In 1894, the Iowa suffrage movement achieved a partial victory when the legislature granted women the right to vote in local bond elections and school issues.  The “male” restriction applied to elections, it was ruled, and elections involve candidates.  Since there are no candidates in referenda on school bonds or taxes, the constitutional restriction didn’t apply, and the legislature was free to set its own requirements.  In 1908, when Des Moines election officials challenged the law and denied women the right to vote on a bond issue, Iowa suffragist leader Mary Jane Coggeshall brought a lawsuit against Des Moines and won.  The Iowa Supreme Court ruled that the outcome of the vote was void because women had not been allowed to participate.

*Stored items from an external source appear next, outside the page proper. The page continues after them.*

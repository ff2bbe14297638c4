use crate::network::Branch;
use num_complex::Complex64;
use sprs::{CsMat, TriMat};

/// FlowBranch is a branch as seen by the DC sensitivity model: two bus
/// indices (zero-based) and the susceptance `b` such that the flow from
/// `from` to `to` is `b * (theta_from - theta_to)`.
#[derive(Debug, Clone, Copy, PartialEq)]
pub struct FlowBranch {
    pub from: usize,
    pub to: usize,
    pub b: f64,
}

/// Builds the DC susceptance matrix `B = -Im(Y)`.
///
/// The bus real power injections are related to bus voltage angles by
/// ```text
/// P = B * Va
/// ```
/// Off-diagonal entries are `-b_ij`, diagonals the sum of incident
/// susceptances plus any shunt susceptance held in `Y`.
pub fn make_b_dc(y_bus: &CsMat<Complex64>) -> CsMat<f64> {
    let n = y_bus.rows();
    let mut b_bus = TriMat::with_capacity((n, n), y_bus.nnz());
    for (y, (i, j)) in y_bus.iter() {
        let b = -y.im;
        if b != 0.0 {
            b_bus.add_triplet(i, j, b);
        }
    }
    b_bus.to_csr()
}

/// Flow branches of a network defined by its branch list, in input order.
///
/// Each branch keeps its own series susceptance so that parallel circuits
/// are rated separately. Branches with `|b|` at or below `tol` are left out
/// altogether. The returned index vector maps each flow branch back to its
/// position in `branch`.
pub fn network_flow_branches(branch: &[Branch], tol: f64) -> (Vec<FlowBranch>, Vec<usize>) {
    let mut flow = Vec::with_capacity(branch.len());
    let mut index = Vec::with_capacity(branch.len());
    for (l, br) in branch.iter().enumerate() {
        let b = br.b_s();
        if b.abs() > tol {
            flow.push(FlowBranch {
                from: br.from - 1,
                to: br.to - 1,
                b,
            });
            index.push(l);
        } else {
            log::debug!(
                "branch {} ({}-{}) dropped: |b| = {:e} below tolerance",
                l,
                br.from,
                br.to,
                b.abs()
            );
        }
    }
    (flow, index)
}

/// Flow branches implied by the nonzero off-diagonal pattern of `B`.
///
/// Used for Kron-reduced networks where the branch list no longer exists.
/// Branches are enumerated over the upper triangle in row-major order with
/// `from < to` and `b = -B[from, to]`.
pub fn matrix_flow_branches(b_bus: &CsMat<f64>, tol: f64) -> Vec<FlowBranch> {
    let mut flow = Vec::new();
    for (i, row) in b_bus.outer_iterator().enumerate() {
        let mut entries = row
            .iter()
            .filter(|&(j, _)| j > i)
            .map(|(j, &b)| (j, -b))
            .collect::<Vec<(usize, f64)>>();
        entries.sort_by_key(|&(j, _)| j);
        for (j, b) in entries {
            if b.abs() > tol {
                flow.push(FlowBranch { from: i, to: j, b });
            }
        }
    }
    flow
}

/// Network degree of every bus: the number of other buses `j` with
/// `|B_ij| > tol`.
pub fn bus_degrees(b_bus: &CsMat<f64>, tol: f64) -> Vec<usize> {
    b_bus
        .outer_iterator()
        .enumerate()
        .map(|(i, row)| {
            row.iter()
                .filter(|&(j, b)| j != i && b.abs() > tol)
                .count()
        })
        .collect()
}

A big indirect boost for women’s suffrage around the turn of the was the creation of women’s clubs across Iowa towns and cities.  Often begun as study clubs on issues surrounding the arts, children, or the home, the organizations began to turn their interests to civic improvements that led them to engage with the all-male town councils and county supervisors.  Where the justification for the right to vote had originally been rooted in natural rights, the issue shifted to the responsibility of women to lend their support to protecting their homes and improving the surroundings in which their children grew.  Club women usually represented the most socially prominent families in the community and brought the badge of respectability to the movement.  They also became an effective force to lobby their husbands and other community leaders to work within the political system to which they were denied.

In 1916, suffrage supporters finally secured the required passage of an amendment in two successive legislatures and mounted an extensive campaign when it went on the ballot in June.  Despite their best efforts, the amendment was defeated by a narrow margin of 10,000 votes out of 335,779 cast by Iowa men.  Protestant, Republican dry territories around the state strongly and predictably supported it.  Mississippi river cities with their German and Catholic strongholds and similar precincts around the state tipped their final tally against the proposal, a huge disappointment to the suffrage movement that had worked so hard to push the issue this far.

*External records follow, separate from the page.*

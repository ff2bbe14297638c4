use crate::error::{ReductionError, Result};
use num_complex::Complex64;
use std::collections::HashSet;

/// Network is a transmission system in per-unit quantities, with buses
/// numbered consecutively from 1.
#[derive(Debug, Clone, Default)]
pub struct Network {
    /// System MVA base the per-unit quantities were derived from.
    pub base_mva: f64,

    /// Power system nodes, including shunts.
    pub bus: Vec<Bus>,

    /// Lines and tie-lines in a single list.
    pub branch: Vec<Branch>,
}

/// Bus is a node in the network graph.
#[derive(Debug, Clone, Default, PartialEq)]
pub struct Bus {
    /// Bus number (1..N).
    pub id: usize,

    /// Zone label used to group buses under one representative.
    pub zone: String,

    /// Area label.
    pub area: String,

    /// Shunt conductance (p.u.).
    pub gs: f64,

    /// Shunt susceptance (p.u.).
    pub bs: f64,

    /// Set once the bus has been chosen to stand in for its zone.
    pub representative: bool,
}

impl Bus {
    pub fn new(id: usize, zone: &str) -> Self {
        Self {
            id,
            zone: zone.to_string(),
            area: zone.to_string(),
            ..Default::default()
        }
    }

    /// Internal zero-based index.
    pub fn idx(&self) -> usize {
        self.id - 1
    }

    pub(crate) fn y_sh(&self) -> Complex64 {
        Complex64::new(self.gs, self.bs)
    }
}

/// Branch is a line or tie-line. Both directions share rating and impedance.
#[derive(Debug, Clone, Default, PartialEq)]
pub struct Branch {
    /// "From" bus number.
    pub from: usize,

    /// "To" bus number.
    pub to: usize,

    /// Resistance (p.u.).
    pub r: f64,

    /// Reactance (p.u.).
    pub x: f64,

    /// Total line charging susceptance (p.u.).
    pub b: f64,

    /// Thermal rating (p.u.).
    pub capacity: f64,

    /// Connects buses in different zones.
    pub tie: bool,
}

impl Branch {
    pub fn new(from: usize, to: usize, r: f64, x: f64, capacity: f64) -> Self {
        Self {
            from,
            to,
            r,
            x,
            capacity,
            ..Default::default()
        }
    }

    /// Series admittance `1 / (r + jx)`.
    pub(crate) fn y_s(&self) -> Complex64 {
        Complex64::new(1.0, 0.0) / Complex64::new(self.r, self.x)
    }

    /// Series susceptance used for DC flows, `Im(-y_s)`.
    pub(crate) fn b_s(&self) -> f64 {
        -self.y_s().im
    }
}

impl Network {
    pub fn new(base_mva: f64, bus: Vec<Bus>, branch: Vec<Branch>) -> Result<Self> {
        let network = Self {
            base_mva,
            bus,
            branch,
        };
        network.validate()?;
        Ok(network)
    }

    pub fn nb(&self) -> usize {
        self.bus.len()
    }

    pub fn nl(&self) -> usize {
        self.branch.len()
    }

    /// Checks the topology preconditions the numerical stages rely on:
    /// consecutive bus numbering, existing branch end-points and no self-loops.
    pub fn validate(&self) -> Result<()> {
        if self.bus.is_empty() {
            return Err(ReductionError::InvalidTopology(
                "network has no buses".to_string(),
            ));
        }
        for (i, bus) in self.bus.iter().enumerate() {
            if bus.id != i + 1 {
                return Err(ReductionError::InvalidTopology(format!(
                    "buses must be numbered consecutively from 1; position {} has id {}",
                    i, bus.id
                )));
            }
        }
        let nb = self.nb();
        for (l, br) in self.branch.iter().enumerate() {
            for id in [br.from, br.to] {
                if id == 0 || id > nb {
                    return Err(ReductionError::InvalidTopology(format!(
                        "branch {} references missing bus {}",
                        l, id
                    )));
                }
            }
            if br.from == br.to {
                return Err(ReductionError::InvalidTopology(format!(
                    "branch {} is a self-loop at bus {}",
                    l, br.from
                )));
            }
        }
        Ok(())
    }

    /// Distinct zone labels, sorted.
    pub fn zones(&self) -> Vec<String> {
        let mut zones = self
            .bus
            .iter()
            .map(|b| b.zone.clone())
            .collect::<HashSet<String>>()
            .into_iter()
            .collect::<Vec<String>>();
        zones.sort();
        zones
    }

    /// Ids of the buses flagged as representative.
    pub fn representatives(&self) -> Vec<usize> {
        self.bus
            .iter()
            .filter(|b| b.representative)
            .map(|b| b.id)
            .collect()
    }
}

#[cfg(test)]
mod tests {
    use super::*;

    #[test]
    fn validate_rejects_gaps_in_numbering() {
        let bus = vec![Bus::new(1, "A"), Bus::new(3, "A")];
        let err = Network::new(100.0, bus, vec![]).unwrap_err();
        assert!(matches!(err, ReductionError::InvalidTopology(_)));
    }

    #[test]
    fn validate_rejects_missing_endpoint() {
        let bus = vec![Bus::new(1, "A"), Bus::new(2, "A")];
        let branch = vec![Branch::new(1, 5, 0.0, 0.1, 1.0)];
        let err = Network::new(100.0, bus, branch).unwrap_err();
        assert!(err.to_string().contains("missing bus 5"));
    }

    #[test]
    fn validate_rejects_self_loop() {
        let bus = vec![Bus::new(1, "A"), Bus::new(2, "A")];
        let branch = vec![Branch::new(2, 2, 0.0, 0.1, 1.0)];
        assert!(Network::new(100.0, bus, branch).is_err());
    }

    #[test]
    fn series_susceptance_is_positive_for_inductive_lines() {
        let br = Branch::new(1, 2, 0.01, 0.1, 1.0);
        let expect = 0.1 / (0.01 * 0.01 + 0.1 * 0.1);
        assert!((br.b_s() - expect).abs() < 1e-12);
    }

    #[test]
    fn zones_are_sorted_and_distinct() {
        let bus = vec![Bus::new(1, "B"), Bus::new(2, "A"), Bus::new(3, "B")];
        let network = Network::new(100.0, bus, vec![]).unwrap();
        assert_eq!(network.zones(), vec!["A".to_string(), "B".to_string()]);
    }
}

But victory was in sight.  In 1919, Congress submitted an amendment to the states for approval that prohibited voting restrictions based on gender, and in August, 1920, it squeaked by in Tennessee, the final state legislature necessary to give the 19th Amendment its required three-fourths approval.  Women voted for the first time in a Presidential election in the fall of 1920, helping to elect Republican Warren G. Harding.

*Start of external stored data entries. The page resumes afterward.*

use crate::error::{ReductionError, Result};
use std::fmt;

/// Transaction is a hypothetical transfer from bus `a` to bus `b`, always
/// held in canonical order `a < b`.
#[derive(Debug, Clone, Copy, PartialEq, Eq, Hash, PartialOrd, Ord)]
pub struct Transaction {
    pub a: usize,
    pub b: usize,
}

impl Transaction {
    /// Canonical transaction between two distinct buses, in either order.
    pub fn new(a: usize, b: usize) -> Result<Self> {
        if a == b {
            return Err(ReductionError::InvalidTransaction(a));
        }
        Ok(Self {
            a: a.min(b),
            b: a.max(b),
        })
    }

    /// All N(N-1)/2 canonical transactions between the given ids, ordered
    /// by `(a, b)`.
    pub fn all(ids: &[usize]) -> Vec<Transaction> {
        let mut sorted = ids.to_vec();
        sorted.sort_unstable();
        sorted.dedup();

        let n = sorted.len();
        let mut txs = Vec::with_capacity(n * n.saturating_sub(1) / 2);
        for (i, &a) in sorted.iter().enumerate() {
            for &b in &sorted[i + 1..] {
                txs.push(Transaction { a, b });
            }
        }
        txs
    }
}

impl fmt::Display for Transaction {
    fn fmt(&self, f: &mut fmt::Formatter<'_>) -> fmt::Result {
        write!(f, "({},{})", self.a, self.b)
    }
}

#[cfg(test)]
mod tests {
    use super::*;

    #[test]
    fn canonical_order() {
        let t = Transaction::new(5, 2).unwrap();
        assert_eq!((t.a, t.b), (2, 5));
        assert_eq!(t, Transaction::new(2, 5).unwrap());
    }

    #[test]
    fn same_bus_is_rejected() {
        assert!(matches!(
            Transaction::new(3, 3),
            Err(ReductionError::InvalidTransaction(3))
        ));
    }

    #[test]
    fn count_is_n_choose_two() {
        let ids = (1..=7).collect::<Vec<usize>>();
        assert_eq!(Transaction::all(&ids).len(), 21);
        assert!(Transaction::all(&[4]).is_empty());
    }

    #[test]
    fn all_is_sorted_regardless_of_input_order() {
        let txs = Transaction::all(&[9, 3, 6]);
        let pairs = txs.iter().map(|t| (t.a, t.b)).collect::<Vec<_>>();
        assert_eq!(pairs, vec![(3, 6), (3, 9), (6, 9)]);
    }
}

Other legal barriers against women fell.  In 1926, voters, now both men and women, removed the constitutional requirement that only males could serve the state legislature. In the Democratic landslide of 1933, Ola Babcock Miller was elected Secretary of State, the first woman to hold that office.

The drive to grant women the right to vote took almost seventy five years before it became a reality, from the Seneca Falls convention in 1848 to the 19th Amendment in 1920.  Iowa contributed strong leaders to the movement, like Amelia Bloomer and Carrie Chapman Catt, in addition to many who worked tirelessly at the state and local level to make the ideal that “all are created equal” into a reality.